### SUPPLIED MATERIAL
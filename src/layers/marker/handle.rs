//! Retained visual state of one marker.

use crate::constants::{MARKER_ICON_ANCHOR, MARKER_ICON_SIZE, NO_FRAME_ICON_ANCHOR, NO_FRAME_ICON_SIZE};
use crate::core::geo::LatLng;
use crate::data::marker::{MarkerRecord, MarkerType};
use crate::layers::base::LayerId;
use crate::prelude::HashSet;
use serde::{Deserialize, Serialize};

/// CSS-like state classes a front-end maps to styles
#[derive(Debug, Clone, Copy, PartialEq, Eq, Hash, Serialize, Deserialize)]
pub enum VisualClass {
    /// Fading out before a scheduled detach
    FadeOut,
    /// Collected by the user
    Checked,
    Selected,
}

/// Group a marker handle can live in
#[derive(Debug, Clone, PartialEq, Eq, Hash, PartialOrd, Ord, Serialize, Deserialize)]
pub enum Container {
    Subregion(String),
    /// Aggregation group of one marker type
    Cluster(String),
}

impl Container {
    pub fn layer_id(&self) -> LayerId {
        match self {
            Container::Subregion(id) => LayerId::SubregionGroup(id.clone()),
            Container::Cluster(type_key) => LayerId::ClusterGroup(type_key.clone()),
        }
    }

    pub fn is_cluster(&self) -> bool {
        matches!(self, Container::Cluster(_))
    }
}

#[derive(Debug, Clone, Copy, PartialEq, Eq, Serialize, Deserialize)]
pub enum MarkerVariant {
    Framed,
    NoFrame,
    /// Plain icon plus a permanently open tooltip carrying a badge
    SubIcon,
}

/// Icon as the front-end should draw it
#[derive(Debug, Clone, PartialEq, Eq, Serialize, Deserialize)]
pub struct IconDescriptor {
    pub url: String,
    pub size: (u32, u32),
    pub anchor: (u32, u32),
    pub framed: bool,
    /// Badge shown in the open tooltip of sub-icon markers
    pub badge_url: Option<String>,
}

/// Item icons; `*_spot` keys live with the marker art
pub fn item_icon_url(host: &str, key: &str) -> String {
    if key.ends_with("_spot") {
        format!("{}/assets/images/marker/{}.png", host, key)
    } else {
        format!("{}/assets/images/item/{}.png", host, key)
    }
}

pub fn sub_icon_url(host: &str, key: &str) -> String {
    format!("{}/assets/images/marker/sub/{}.png", host, key)
}

impl IconDescriptor {
    pub fn for_type(marker_type: &MarkerType, host: &str) -> Self {
        let (size, anchor) = if marker_type.no_frame {
            (NO_FRAME_ICON_SIZE, NO_FRAME_ICON_ANCHOR)
        } else {
            (MARKER_ICON_SIZE, MARKER_ICON_ANCHOR)
        };
        Self {
            url: item_icon_url(host, &marker_type.key),
            size,
            anchor,
            framed: !marker_type.no_frame,
            badge_url: marker_type
                .sub_icon
                .as_deref()
                .map(|sub| sub_icon_url(host, sub)),
        }
    }
}

/// Renderable marker object. Its `parent` is the only record of where it is
/// attached, so it can never sit in two containers at once.
#[derive(Debug, Clone)]
pub struct MarkerHandle {
    id: String,
    type_key: String,
    subregion: String,
    lat_lng: LatLng,
    variant: MarkerVariant,
    icon: IconDescriptor,
    classes: HashSet<VisualClass>,
    parent: Option<Container>,
}

impl MarkerHandle {
    pub fn new(record: &MarkerRecord, marker_type: &MarkerType, host: &str) -> Self {
        let variant = if marker_type.sub_icon.is_some() {
            MarkerVariant::SubIcon
        } else if marker_type.no_frame {
            MarkerVariant::NoFrame
        } else {
            MarkerVariant::Framed
        };
        Self {
            id: record.id.clone(),
            type_key: record.type_key.clone(),
            subregion: record.subregion_id.clone(),
            lat_lng: record.lat_lng(),
            variant,
            icon: IconDescriptor::for_type(marker_type, host),
            classes: HashSet::default(),
            parent: None,
        }
    }

    pub fn id(&self) -> &str {
        &self.id
    }

    pub fn type_key(&self) -> &str {
        &self.type_key
    }

    pub fn subregion(&self) -> &str {
        &self.subregion
    }

    pub fn lat_lng(&self) -> LatLng {
        self.lat_lng
    }

    pub fn variant(&self) -> MarkerVariant {
        self.variant
    }

    pub fn icon(&self) -> &IconDescriptor {
        &self.icon
    }

    pub fn parent(&self) -> Option<&Container> {
        self.parent.as_ref()
    }

    pub fn is_attached(&self) -> bool {
        self.parent.is_some()
    }

    pub(super) fn set_parent(&mut self, parent: Option<Container>) -> Option<Container> {
        std::mem::replace(&mut self.parent, parent)
    }

    pub fn has_class(&self, class: VisualClass) -> bool {
        self.classes.contains(&class)
    }

    pub fn set_class(&mut self, class: VisualClass, on: bool) {
        if on {
            self.classes.insert(class);
        } else {
            self.classes.remove(&class);
        }
    }

    /// Flips a class, returning whether it is now set
    pub fn toggle_class(&mut self, class: VisualClass) -> bool {
        let on = !self.has_class(class);
        self.set_class(class, on);
        on
    }

    pub fn classes(&self) -> impl Iterator<Item = &VisualClass> {
        self.classes.iter()
    }
}
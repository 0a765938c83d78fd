//! Map label data: versioned per-region point labels.
//!
//! Labels come in two levels. `Sub` labels name a whole subregion and are
//! shown when zoomed out; `Site` labels name places inside a subregion.

use serde::{Deserialize, Serialize};
use serde_json::Value;
use std::collections::BTreeMap;

pub const LABEL_DATA_VERSION: u32 = crate::constants::OVERLAY_DATA_VERSION;

#[derive(Debug, Clone, Copy, PartialEq, Eq, Hash, Serialize, Deserialize)]
#[serde(rename_all = "lowercase")]
pub enum LabelKind {
    Sub,
    Site,
}

/// One label; `point` is in region pixel space at max zoom
#[derive(Debug, Clone, PartialEq, Serialize, Deserialize)]
pub struct Label {
    /// Stable id such as `VL/HB` or `VL/OL/originium_passage`
    pub id: String,
    #[serde(rename = "type")]
    pub kind: LabelKind,
    pub region: String,
    pub sub: String,
    #[serde(default, skip_serializing_if = "Option::is_none")]
    pub site: Option<String>,
    pub point: [f64; 2],
}

impl Label {
    fn is_well_formed(&self) -> bool {
        self.kind == LabelKind::Sub || self.site.is_some()
    }
}

#[derive(Debug, Clone, Default, PartialEq, Serialize, Deserialize)]
pub struct LabelBucket {
    pub labels: BTreeMap<String, Label>,
}

#[derive(Debug, Clone, PartialEq, Serialize, Deserialize)]
pub struct LabelData {
    pub version: u32,
    pub regions: BTreeMap<String, LabelBucket>,
}

impl Default for LabelData {
    fn default() -> Self {
        Self {
            version: LABEL_DATA_VERSION,
            regions: BTreeMap::new(),
        }
    }
}

impl LabelData {
    /// Parses label JSON, keeping only well-formed labels.
    ///
    /// Returns `None` for invalid JSON or a version other than 1.
    pub fn try_parse(text: &str) -> Option<Self> {
        let value: Value = serde_json::from_str(text).ok()?;
        if value.get("version").and_then(Value::as_u64) != Some(LABEL_DATA_VERSION as u64) {
            return None;
        }
        Some(Self::sanitize(&value))
    }

    fn sanitize(value: &Value) -> Self {
        let mut data = Self::default();
        let Some(regions) = value.get("regions").and_then(Value::as_object) else {
            return data;
        };
        for (region, bucket) in regions {
            let Some(labels) = bucket.get("labels").and_then(Value::as_object) else {
                continue;
            };
            let mut kept = BTreeMap::new();
            for (id, raw) in labels {
                match serde_json::from_value::<Label>(raw.clone()) {
                    Ok(label) if label.is_well_formed() => {
                        kept.insert(id.clone(), label);
                    }
                    _ => log::warn!("dropping malformed label {}/{}", region, id),
                }
            }
            data.regions.insert(region.clone(), LabelBucket { labels: kept });
        }
        data
    }

    /// Per-label-id merge; `incoming` wins
    pub fn merge(base: &LabelData, incoming: &LabelData) -> LabelData {
        let mut merged = base.clone();
        merged.version = LABEL_DATA_VERSION;
        for (region, bucket) in &incoming.regions {
            let target = merged.regions.entry(region.clone()).or_default();
            for (id, label) in &bucket.labels {
                target.labels.insert(id.clone(), label.clone());
            }
        }
        merged
    }

    pub fn labels_for_region(&self, code: &str) -> Vec<&Label> {
        self.regions
            .get(code)
            .map(|bucket| bucket.labels.values().collect())
            .unwrap_or_default()
    }

    pub fn has_kind(&self, code: &str, kind: LabelKind) -> bool {
        self.labels_for_region(code).iter().any(|label| label.kind == kind)
    }

    /// Pretty JSON with a trailing newline
    pub fn to_json_string(&self) -> crate::Result<String> {
        Ok(serde_json::to_string_pretty(self)? + "\n")
    }
}

#[cfg(test)]
mod tests {
    use super::*;

    const SAMPLE: &str = r#"{
        "version": 1,
        "regions": {
            "VL": { "labels": {
                "VL/HB": {"id":"VL/HB","type":"sub","region":"VL","sub":"HB","point":[100,200]},
                "VL/HB/gate": {"id":"VL/HB/gate","type":"site","region":"VL","sub":"HB","site":"gate","point":[10,20]},
                "VL/bad": {"id":"VL/bad","type":"site","region":"VL","sub":"HB","point":[1,2]}
            }}
        }
    }"#;

    #[test]
    fn test_try_parse_drops_malformed() {
        let data = LabelData::try_parse(SAMPLE).unwrap();
        assert_eq!(data.labels_for_region("VL").len(), 2);
        assert!(data.has_kind("VL", LabelKind::Sub));
        assert!(data.labels_for_region("WL").is_empty());
    }

    #[test]
    fn test_try_parse_rejects_other_versions() {
        assert!(LabelData::try_parse(r#"{"version":2,"regions":{}}"#).is_none());
        assert!(LabelData::try_parse("not json").is_none());
    }

    #[test]
    fn test_merge_incoming_wins() {
        let base = LabelData::try_parse(SAMPLE).unwrap();
        let incoming = LabelData::try_parse(
            r#"{"version":1,"regions":{"VL":{"labels":{"VL/HB":{"id":"VL/HB","type":"sub","region":"VL","sub":"HB","point":[5,5]}}}}}"#,
        )
        .unwrap();
        let merged = LabelData::merge(&base, &incoming);
        let labels = merged.labels_for_region("VL");
        assert_eq!(labels.len(), 2);
        assert_eq!(merged.regions["VL"].labels["VL/HB"].point, [5.0, 5.0]);
    }
}
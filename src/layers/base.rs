use crate::core::constants;
use serde::{Deserialize, Serialize};

/// Identity of everything that can be attached to the viewport
#[derive(Debug, Clone, PartialEq, Eq, Hash, PartialOrd, Ord, Serialize, Deserialize)]
pub enum LayerId {
    BaseTiles,
    SecondaryTiles,
    /// Plain marker group of one subregion
    SubregionGroup(String),
    /// Aggregation group of one marker type
    ClusterGroup(String),
    Labels,
    Links,
    /// Outline of one subregion (fill + stroke)
    Boundary(String),
    /// Temporary emphasis of one subregion
    Highlight(String),
}

impl std::fmt::Display for LayerId {
    fn fmt(&self, f: &mut std::fmt::Formatter<'_>) -> std::fmt::Result {
        match self {
            LayerId::BaseTiles => write!(f, "tiles:base"),
            LayerId::SecondaryTiles => write!(f, "tiles:secondary"),
            LayerId::SubregionGroup(id) => write!(f, "markers:{}", id),
            LayerId::ClusterGroup(id) => write!(f, "cluster:{}", id),
            LayerId::Labels => write!(f, "labels"),
            LayerId::Links => write!(f, "links"),
            LayerId::Boundary(id) => write!(f, "boundary:{}", id),
            LayerId::Highlight(id) => write!(f, "highlight:{}", id),
        }
    }
}

impl LayerId {
    /// Pane the layer is drawn in
    pub fn pane(&self) -> Pane {
        match self {
            LayerId::BaseTiles | LayerId::SecondaryTiles => Pane::Tile,
            LayerId::SubregionGroup(_) | LayerId::ClusterGroup(_) => Pane::Marker,
            LayerId::Labels => Pane::Label,
            LayerId::Links => Pane::Link,
            LayerId::Boundary(_) | LayerId::Highlight(_) => Pane::Overlay,
        }
    }
}

/// Stacking panes, bottom to top
#[derive(Debug, Clone, Copy, PartialEq, Eq, Hash, PartialOrd, Ord, Serialize, Deserialize)]
pub enum Pane {
    Tile,
    Overlay,
    Marker,
    Link,
    Label,
}

impl Pane {
    pub fn z_index(self) -> i32 {
        match self {
            Pane::Tile => constants::TILE_PANE_Z_INDEX,
            Pane::Overlay => constants::BOUNDARY_PANE_Z_INDEX,
            Pane::Marker => constants::MARKER_PANE_Z_INDEX,
            Pane::Link => constants::LINK_PANE_Z_INDEX,
            Pane::Label => constants::LABEL_PANE_Z_INDEX,
        }
    }
}

#[derive(Debug, Clone, Copy, PartialEq, Eq, Hash)]
pub enum LayerType {
    Tile,
    Marker,
    Cluster,
    Label,
    Link,
    Shape,
}

impl std::fmt::Display for LayerType {
    fn fmt(&self, f: &mut std::fmt::Formatter<'_>) -> std::fmt::Result {
        match self {
            LayerType::Tile => write!(f, "tile"),
            LayerType::Marker => write!(f, "marker"),
            LayerType::Cluster => write!(f, "cluster"),
            LayerType::Label => write!(f, "label"),
            LayerType::Link => write!(f, "link"),
            LayerType::Shape => write!(f, "shape"),
        }
    }
}

#[derive(Debug, Clone, PartialEq)]
pub struct LayerProperties {
    pub id: LayerId,
    pub layer_type: LayerType,
    pub z_index: i32,
    pub opacity: f32,
    pub visible: bool,
    pub interactive: bool,
}

impl LayerProperties {
    pub fn new(id: LayerId, layer_type: LayerType) -> Self {
        let z_index = id.pane().z_index();
        Self {
            id,
            layer_type,
            z_index,
            opacity: 1.0,
            visible: true,
            interactive: true,
        }
    }
}

/// Common surface of the layer objects MapCore owns
pub trait LayerTrait {
    fn id(&self) -> &LayerId;
    fn layer_type(&self) -> LayerType;
    /// Stacking order; the pane's index unless overridden at construction
    fn z_index(&self) -> i32;
    fn opacity(&self) -> f32;
    fn set_opacity(&mut self, opacity: f32);
    fn is_visible(&self) -> bool;
    fn set_visible(&mut self, visible: bool);
    /// Whether pointer events reach the layer
    fn is_interactive(&self) -> bool;

    fn pane(&self) -> Pane {
        self.id().pane()
    }
}
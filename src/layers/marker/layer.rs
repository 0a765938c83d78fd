//! Marker layer: registry owner and visibility controller.
//!
//! A marker is shown when its type is in the filter and it is not hidden as
//! completed. Markers of cluster-eligible types are handed to the
//! [`ClusterLayer`] while clustering is on and never sit in a subregion group
//! at the same time. Hiding is two-step: the marker gets [`VisualClass::FadeOut`]
//! and is detached when its fade delay elapses, unless it is shown again first.

use super::cluster::ClusterLayer;
use super::handle::{Container, MarkerHandle, VisualClass};
use super::lasso::LassoSelection;
use super::registry::MarkerRegistry;
use crate::animation::FadeScheduler;
use crate::core::clock::Clock;
use crate::core::config::Region;
use crate::core::geo::LatLngBounds;
use crate::data::marker::{MarkerRecord, MarkerTypeCatalog};
use crate::input::events::LassoEvent;
use crate::layers::base::LayerId;
use crate::layers::manager::LayerManager;
use crate::prelude::{Arc, HashSet};
use std::time::Duration;

pub struct MarkerLayer {
    registry: MarkerRegistry,
    cluster: ClusterLayer,
    catalog: Arc<MarkerTypeCatalog>,
    clock: Arc<dyn Clock>,
    removals: FadeScheduler<String, Container>,
    asset_host: String,
    filter: Vec<String>,
    filter_set: HashSet<String>,
    collected: HashSet<String>,
    selected: HashSet<String>,
    hide_completed: bool,
    active_subregions: Vec<String>,
    lasso: LassoSelection,
}

impl std::fmt::Debug for MarkerLayer {
    fn fmt(&self, f: &mut std::fmt::Formatter<'_>) -> std::fmt::Result {
        f.debug_struct("MarkerLayer")
            .field("markers", &self.registry.len())
            .field("filter", &self.filter)
            .field("clustering", &self.cluster.is_enabled())
            .field("hide_completed", &self.hide_completed)
            .field("active_subregions", &self.active_subregions)
            .finish()
    }
}
//! Key/value persistence backends.
//!
//! Every store serializes itself to one JSON string under a fixed key, so a
//! backend only has to move strings around.

use crate::prelude::HashMap;
use crate::{MapError, Result};
use serde::de::DeserializeOwned;
use serde::Serialize;
use std::path::{Path, PathBuf};
use std::sync::Mutex;

pub trait Storage: Send + Sync {
    fn get(&self, key: &str) -> Result<Option<String>>;
    fn set(&self, key: &str, value: &str) -> Result<()>;
    /// Returns whether a value was present
    fn remove(&self, key: &str) -> Result<bool>;
}

fn poisoned() -> MapError {
    MapError::Storage("storage lock poisoned".to_string())
}

/// Process-local storage, lost on exit
#[derive(Debug, Default)]
pub struct MemoryStorage {
    entries: Mutex<HashMap<String, String>>,
}

impl MemoryStorage {
    pub fn new() -> Self {
        Self::default()
    }
}

impl Storage for MemoryStorage {
    fn get(&self, key: &str) -> Result<Option<String>> {
        let entries = self.entries.lock().map_err(|_| poisoned())?;
        Ok(entries.get(key).cloned())
    }

    fn set(&self, key: &str, value: &str) -> Result<()> {
        let mut entries = self.entries.lock().map_err(|_| poisoned())?;
        entries.insert(key.to_string(), value.to_string());
        Ok(())
    }

    fn remove(&self, key: &str) -> Result<bool> {
        let mut entries = self.entries.lock().map_err(|_| poisoned())?;
        Ok(entries.remove(key).is_some())
    }
}

/// One `<key>.json` file per key inside a directory
#[derive(Debug, Clone)]
pub struct FileStorage {
    dir: PathBuf,
}

impl FileStorage {
    pub fn new(dir: impl Into<PathBuf>) -> Self {
        Self { dir: dir.into() }
    }

    pub fn dir(&self) -> &Path {
        &self.dir
    }

    fn path(&self, key: &str) -> Result<PathBuf> {
        if key.is_empty() || key.contains(['/', '\\']) || key.starts_with('.') {
            return Err(MapError::Storage(format!("invalid storage key: {key:?}")));
        }
        Ok(self.dir.join(format!("{key}.json")))
    }
}

impl Storage for FileStorage {
    fn get(&self, key: &str) -> Result<Option<String>> {
        let path = self.path(key)?;
        match std::fs::read_to_string(&path) {
            Ok(text) => Ok(Some(text)),
            Err(e) if e.kind() == std::io::ErrorKind::NotFound => Ok(None),
            Err(e) => Err(MapError::Storage(format!("{}: {e}", path.display()))),
        }
    }

    fn set(&self, key: &str, value: &str) -> Result<()> {
        let path = self.path(key)?;
        std::fs::create_dir_all(&self.dir)
            .map_err(|e| MapError::Storage(format!("{}: {e}", self.dir.display())))?;
        std::fs::write(&path, value).map_err(|e| MapError::Storage(format!("{}: {e}", path.display())))
    }

    fn remove(&self, key: &str) -> Result<bool> {
        let path = self.path(key)?;
        match std::fs::remove_file(&path) {
            Ok(()) => Ok(true),
            Err(e) if e.kind() == std::io::ErrorKind::NotFound => Ok(false),
            Err(e) => Err(MapError::Storage(format!("{}: {e}", path.display()))),
        }
    }
}

/// Reads a JSON value. Unreadable or corrupt entries yield the default and a warning.
pub fn load_or_default<T>(storage: &dyn Storage, key: &str) -> T
where
    T: DeserializeOwned + Default,
{
    match storage.get(key) {
        Ok(Some(text)) => serde_json::from_str(&text).unwrap_or_else(|e| {
            log::warn!("discarding corrupt {key}: {e}");
            T::default()
        }),
        Ok(None) => T::default(),
        Err(e) => {
            log::warn!("could not read {key}: {e}");
            T::default()
        }
    }
}

pub fn save_json<T: Serialize>(storage: &dyn Storage, key: &str, value: &T) -> Result<()> {
    let text = serde_json::to_string(value)?;
    storage.set(key, &text)
}
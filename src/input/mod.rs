pub mod events;
pub mod handler;

pub use events::{EventKind, LassoEvent, MapEvent};
pub use handler::{EventCallback, EventManager};
pub mod clustering;
pub mod index;

pub use clustering::{grid_cluster, Cluster, ClusteringConfig};
pub use index::{SpatialIndex, SpatialItem};
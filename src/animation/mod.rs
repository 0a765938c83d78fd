pub mod easing;
pub mod fade;
pub mod transition;

pub use easing::EasingType;
pub use fade::FadeScheduler;
pub use transition::CameraTransition;
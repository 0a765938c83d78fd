//! Subregion outlines used for boundaries, highlights and hit-testing.

use crate::core::geo::{LatLng, LatLngBounds};
use crate::core::projection::Projection;
use crate::prelude::HashMap;
use crate::Result;
use ::geo::Contains;
use geo_types::{Coord, LineString, Polygon};
use serde::{Deserialize, Serialize};
use std::path::Path;

/// Outline of one subregion in region pixel space
#[derive(Debug, Clone, PartialEq, Serialize, Deserialize)]
pub struct SubregionArea {
    pub id: String,
    #[serde(default)]
    pub name: String,
    /// Two opposite corners `[[x1, y1], [x2, y2]]`
    #[serde(default)]
    pub bounds: Vec<[f64; 2]>,
    /// Rings of `[x, y]`; the first ring is the outline, the rest are holes
    #[serde(default)]
    pub polygon: Vec<Vec<[f64; 2]>>,
}

/// Outline converted to map coordinates
#[derive(Debug, Clone, PartialEq)]
pub enum AreaShape {
    Polygon(Vec<Vec<LatLng>>),
    Rectangle(LatLngBounds),
}

impl AreaShape {
    pub fn bounds(&self) -> Option<LatLngBounds> {
        match self {
            AreaShape::Rectangle(bounds) => Some(bounds.clone()),
            AreaShape::Polygon(rings) => {
                let mut points = rings.iter().flatten();
                let first = points.next()?;
                let mut bounds = LatLngBounds::new(*first, *first);
                for point in points {
                    bounds.extend(point);
                }
                Some(bounds)
            }
        }
    }

    /// Point-in-shape test; polygon holes are excluded
    pub fn contains(&self, point: &LatLng) -> bool {
        match self {
            AreaShape::Rectangle(bounds) => bounds.contains(point),
            AreaShape::Polygon(rings) => {
                let mut rings = rings.iter().map(|ring| {
                    LineString::from(
                        ring.iter()
                            .map(|p| Coord { x: p.lng, y: p.lat })
                            .collect::<Vec<_>>(),
                    )
                });
                let Some(exterior) = rings.next() else {
                    return false;
                };
                let polygon = Polygon::new(exterior, rings.collect());
                polygon.contains(&geo_types::Point::new(point.lng, point.lat))
            }
        }
    }
}

impl SubregionArea {
    /// Polygon when present, otherwise the rectangle
    pub fn shape(&self, projection: &Projection) -> Option<AreaShape> {
        if self.polygon.iter().any(|ring| !ring.is_empty()) {
            let rings = self
                .polygon
                .iter()
                .filter(|ring| !ring.is_empty())
                .map(|ring| ring.iter().map(|xy| projection.unproject_xy(*xy)).collect())
                .collect();
            return Some(AreaShape::Polygon(rings));
        }
        match self.bounds.as_slice() {
            [a, b, ..] => Some(AreaShape::Rectangle(projection.unproject_rect(*a, *b))),
            _ => None,
        }
    }

    pub fn center(&self, projection: &Projection) -> Option<LatLng> {
        self.shape(projection)
            .and_then(|shape| shape.bounds())
            .map(|bounds| bounds.center())
    }
}

/// Subregion outlines keyed by id
#[derive(Debug, Clone, Default)]
pub struct SubregionCatalog {
    areas: HashMap<String, SubregionArea>,
}

impl SubregionCatalog {
    pub fn new() -> Self {
        Self::default()
    }

    /// Parses a JSON array of areas; later entries replace earlier ones
    pub fn from_json_str(json: &str) -> Result<Self> {
        let areas: Vec<SubregionArea> = serde_json::from_str(json)?;
        let mut catalog = Self::new();
        catalog.extend(areas);
        Ok(catalog)
    }

    pub fn from_json_file(path: impl AsRef<Path>) -> Result<Self> {
        let text = std::fs::read_to_string(path)?;
        Self::from_json_str(&text)
    }

    pub fn extend(&mut self, areas: impl IntoIterator<Item = SubregionArea>) {
        for area in areas {
            self.areas.insert(area.id.clone(), area);
        }
    }

    pub fn get(&self, id: &str) -> Option<&SubregionArea> {
        self.areas.get(id)
    }

    pub fn len(&self) -> usize {
        self.areas.len()
    }

    pub fn is_empty(&self) -> bool {
        self.areas.is_empty()
    }
}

### WORK TO BE COMPLETED
Write out only the lines that run from the line containing "let z_index = id.pane().z_index();" through the line containing "filename src/layers/marker/layer.rs", both included, exactly as they appear above.

### ANSWER TO THIS EXERCISE
        let z_index = id.pane().z_index();
        Self {
            id,
            layer_type,
            z_index,
            opacity: 1.0,
            visible: true,
            interactive: true,
        }
    }
}

/// Common surface of the layer objects MapCore owns
pub trait LayerTrait {
    fn id(&self) -> &LayerId;
    fn layer_type(&self) -> LayerType;
    /// Stacking order; the pane's index unless overridden at construction
    fn z_index(&self) -> i32;
    fn opacity(&self) -> f32;
    fn set_opacity(&mut self, opacity: f32);
    fn is_visible(&self) -> bool;
    fn set_visible(&mut self, visible: bool);
    /// Whether pointer events reach the layer
    fn is_interactive(&self) -> bool;

    fn pane(&self) -> Pane {
        self.id().pane()
    }
}
filename src/layers/marker/layer.rs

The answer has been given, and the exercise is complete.